Give a room of arcane magicians a glyph and ask them what the sacrifice associated with the glyph is and they will all the say the same thing. Send them to go get the sacrifice and often they will come back with different things. This phenomenon is known as caster’s perception. For example a sacrifice associated with a particular glyph may be a human heart. Depending on the arcane magician some will get the literal human organ (human attached or not), others will vow that when this particular human dies the cast may take their heart, others will sacrifice an object of a humans affections, others will sacrifice a humans ability to feel emotion. The list goes on. When asked the magician will always say the same thing. They sacrificed a human heart. How the sacrifice is interpretated varies from magician to magician. The real sacrifice being whatever the first thing a magician associates with the cost once they become instinctively aware of it. However this isn’t the limit of caster’s perception.
It is impossible to secretly sabotage an arcane magician. If when checking an arcane magicians sacrifice, if they supplied the human organ and you somehow managed to swap out the heart without the arcane magicians knowladge, they would still be able to activate the glyph. Provided a magician undeniably believes the sacrifice they have is a valid sacrifice it is. Arcane magicians can’t abuse this system themselves. Arcane magic being a measure of the soul and it being impossible to lie to ones own soul. This has two uses among those who aren’t arcane magicians however.

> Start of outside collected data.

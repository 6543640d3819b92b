//! Channel registry mapping logical channels to wire identifiers.
//!
//! Two registry styles are supported behind one API:
//! - [`IdStrategy::ServerAssigned`]: the id is only known once the exchange
//!   acknowledges the subscription, so registration is two-phase (pending,
//!   then [`ChannelRegistry::bind`]).
//! - [`IdStrategy::Derived`]: the client computes the id from the channel's
//!   own fields (e.g. a topic string) and no handshake is needed.

use std::collections::{HashMap, HashSet};
use std::fmt;

use tracing::{debug, warn};

use crate::models::{Channel, ChannelId};

/// How channel identifiers are obtained.
#[derive(Clone, Copy)]
pub enum IdStrategy {
    /// Ids arrive in the exchange's subscribe acknowledgement.
    ServerAssigned,
    /// Ids are computed deterministically by the client.
    Derived(fn(&Channel) -> ChannelId),
}

impl fmt::Debug for IdStrategy {
    fn fmt(&self, f: &mut fmt::Formatter<'_>) -> fmt::Result {
        match self {
            Self::ServerAssigned => f.write_str("ServerAssigned"),
            Self::Derived(_) => f.write_str("Derived"),
        }
    }
}

/// Bidirectional `Channel` <-> `ChannelId` map for one connection.
#[derive(Debug)]
pub struct ChannelRegistry {
    strategy: IdStrategy,
    by_id: HashMap<ChannelId, Channel>,
    by_channel: HashMap<Channel, ChannelId>,
    pending: HashSet<Channel>,
}

impl ChannelRegistry {
    #[must_use]
    pub fn new(strategy: IdStrategy) -> Self {
        Self {
            strategy,
            by_id: HashMap::new(),
            by_channel: HashMap::new(),
            pending: HashSet::new(),
        }
    }

    /// Registers a channel, returning its id if one is already known.
    ///
    /// Idempotent: a channel that is already bound returns its existing id.
    /// With [`IdStrategy::ServerAssigned`] a new channel is recorded as
    /// pending and `None` is returned until [`bind`](Self::bind) is called.
    /// A derived id that already belongs to another channel is refused and
    /// `None` is returned; the existing mapping is kept.
    pub fn register(&mut self, channel: &Channel) -> Option<ChannelId> {
        if let Some(id) = self.by_channel.get(channel) {
            return Some(id.clone());
        }

        match self.strategy {
            IdStrategy::Derived(derive) => {
                let id = derive(channel);
                if let Some(owner) = self.by_id.get(&id) {
                    warn!(
                        %channel,
                        channel_id = %id,
                        owner = %owner,
                        "derived channel id already in use, refusing registration"
                    );
                    return None;
                }
                self.insert(channel.clone(), id.clone());
                Some(id)
            }
            IdStrategy::ServerAssigned => {
                self.pending.insert(channel.clone());
                None
            }
        }
    }

    /// Binds a server-assigned id to a channel, completing registration.
    ///
    /// Any previous mapping of either the channel or the id is replaced so
    /// that ids stay unique per connection.
    pub fn bind(&mut self, channel: &Channel, id: ChannelId) {
        if !self.pending.remove(channel) && !self.by_channel.contains_key(channel) {
            debug!(%channel, channel_id = %id, "binding channel that was not pending");
        }
        if let Some(old_id) = self.by_channel.remove(channel) {
            self.by_id.remove(&old_id);
        }
        if let Some(previous) = self.by_id.remove(&id) {
            warn!(
                channel_id = %id,
                previous = %previous,
                %channel,
                "channel id reassigned to a different channel"
            );
            self.by_channel.remove(&previous);
        }
        self.insert(channel.clone(), id);
    }

    fn insert(&mut self, channel: Channel, id: ChannelId) {
        self.by_id.insert(id.clone(), channel.clone());
        self.by_channel.insert(channel, id);
    }

    /// Resolves an id back to its channel.
    ///
    /// `None` signals a stale or foreign message that should be dropped.
    pub fn resolve(&self, id: &ChannelId) -> Option<&Channel> {
        self.by_id.get(id)
    }

    /// Returns the id bound to a channel, if any.
    pub fn id_of(&self, channel: &Channel) -> Option<&ChannelId> {
        self.by_channel.get(channel)
    }

    /// Returns `true` if the channel awaits a server-assigned id.
    pub fn is_pending(&self, channel: &Channel) -> bool {
        self.pending.contains(channel)
    }

    /// Removes the mapping for an id, returning its channel.
    ///
    /// If the channel has since been bound to a newer id, that binding is
    /// left in place.
    pub fn unregister(&mut self, id: &ChannelId) -> Option<Channel> {
        let channel = self.by_id.remove(id)?;
        if self.by_channel.get(&channel) == Some(id) {
            self.by_channel.remove(&channel);
        }
        Some(channel)
    }

    /// Removes a channel whether bound or pending, returning its id if bound.
    pub fn unregister_channel(&mut self, channel: &Channel) -> Option<ChannelId> {
        self.pending.remove(channel);
        let id = self.by_channel.remove(channel)?;
        self.by_id.remove(&id);
        Some(id)
    }

    /// Drops every mapping; ids do not survive a reconnect.
    pub fn clear(&mut self) {
        self.by_id.clear();
        self.by_channel.clear();
        self.pending.clear();
    }

    /// Number of bound channels.
    pub fn len(&self) -> usize {
        self.by_id.len()
    }

    pub fn is_empty(&self) -> bool {
        self.by_id.is_empty() && self.pending.is_empty()
    }
}

#[cfg(test)]
mod tests {
    use super::*;
    use crate::models::ChannelType;

    fn topic(channel: &Channel) -> ChannelId {
        ChannelId::Named(format!(
            "{}@{}",
            channel.symbol_or_empty(),
            channel.kind.as_str()
        ))
    }

    fn book(symbol: &str) -> Channel {
        Channel::new(ChannelType::OrderBook, symbol)
    }

    #[test]
    fn server_assigned_registration_is_two_phase() {
        let mut registry = ChannelRegistry::new(IdStrategy::ServerAssigned);
        let channel = book("BTC/USD");

        assert_eq!(registry.register(&channel), None);
        assert!(registry.is_pending(&channel));
        assert!(registry.resolve(&ChannelId::Numeric(7)).is_none());

        registry.bind(&channel, ChannelId::Numeric(7));
        assert!(!registry.is_pending(&channel));
        assert_eq!(registry.resolve(&ChannelId::Numeric(7)), Some(&channel));
        assert_eq!(registry.register(&channel), Some(ChannelId::Numeric(7)));
    }

    #[test]
    fn derived_registration_is_immediate_and_idempotent() {
        let mut registry = ChannelRegistry::new(IdStrategy::Derived(topic));
        let channel = book("ETH/USD");

        let id = registry.register(&channel).unwrap();
        assert_eq!(id, ChannelId::Named("ETH/USD@book".into()));
        assert_eq!(registry.register(&channel), Some(id.clone()));
        assert_eq!(registry.len(), 1);
        assert_eq!(registry.resolve(&id), Some(&channel));
    }

    #[test]
    fn derived_id_collision_keeps_first_owner() {
        fn shared(_: &Channel) -> ChannelId {
            ChannelId::Named("executionreport".into())
        }
        let mut registry = ChannelRegistry::new(IdStrategy::Derived(shared));
        let first = Channel::new(ChannelType::Orders, "BTC/USD");
        let second = Channel::new(ChannelType::Orders, "ETH/USD");

        let id = registry.register(&first).unwrap();
        assert_eq!(registry.register(&second), None);
        assert_eq!(registry.resolve(&id), Some(&first));
        assert!(registry.id_of(&second).is_none());

        assert_eq!(registry.unregister_channel(&second), None);
        assert_eq!(registry.resolve(&id), Some(&first));
    }

    #[test]
    fn unknown_id_resolves_to_none() {
        let registry = ChannelRegistry::new(IdStrategy::ServerAssigned);
        assert!(registry.resolve(&ChannelId::Numeric(99)).is_none());
        assert!(registry.resolve(&ChannelId::Named("foo".into())).is_none());
    }

    #[test]
    fn rebinding_an_id_keeps_mapping_unique() {
        let mut registry = ChannelRegistry::new(IdStrategy::ServerAssigned);
        let btc = book("BTC/USD");
        let eth = book("ETH/USD");
        registry.register(&btc);
        registry.register(&eth);

        registry.bind(&btc, ChannelId::Numeric(1));
        registry.bind(&eth, ChannelId::Numeric(1));

        assert_eq!(registry.resolve(&ChannelId::Numeric(1)), Some(&eth));
        assert!(registry.id_of(&btc).is_none());
        assert_eq!(registry.len(), 1);
    }

    #[test]
    fn unregister_removes_both_directions() {
        let mut registry = ChannelRegistry::new(IdStrategy::ServerAssigned);
        let channel = book("BTC/USD");
        registry.register(&channel);
        registry.bind(&channel, ChannelId::Numeric(3));

        assert_eq!(registry.unregister(&ChannelId::Numeric(3)), Some(channel.clone()));
        assert!(registry.id_of(&channel).is_none());
        assert!(registry.is_empty());
    }

    #[test]
    fn unregistering_stale_id_keeps_newer_binding() {
        let mut registry = ChannelRegistry::new(IdStrategy::ServerAssigned);
        let channel = book("BTC/USD");
        registry.register(&channel);
        registry.bind(&channel, ChannelId::Numeric(1));
        registry.bind(&channel, ChannelId::Numeric(2));

        assert_eq!(registry.unregister(&ChannelId::Numeric(1)), None);
        assert_eq!(registry.id_of(&channel), Some(&ChannelId::Numeric(2)));
    }

    #[test]
    fn unregister_channel_drops_pending_entry() {
        let mut registry = ChannelRegistry::new(IdStrategy::ServerAssigned);
        let channel = book("BTC/USD");
        registry.register(&channel);

        assert_eq!(registry.unregister_channel(&channel), None);
        assert!(!registry.is_pending(&channel));
    }

    #[test]
    fn clear_forgets_everything() {
        let mut registry = ChannelRegistry::new(IdStrategy::Derived(topic));
        registry.register(&book("BTC/USD"));
        registry.register(&book("ETH/USD"));
        registry.clear();
        assert!(registry.is_empty());
    }
}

The first as previously suggested is that provided one can convince an arcane magician that they can supply a suposedly expensive cast they can replace the materials with much cheaper alternatives and the magic still work. The second and significantly harder use is that if an individual can convince an arcane magician doesn’t have their required sacrifice, regardless of how real it may be, the individual can effectively seal away the arcane magicians glyph until such a time they develop a coping system. Considering that arcane magicians typically only comit a few glyphs to memory this can have devestating effects.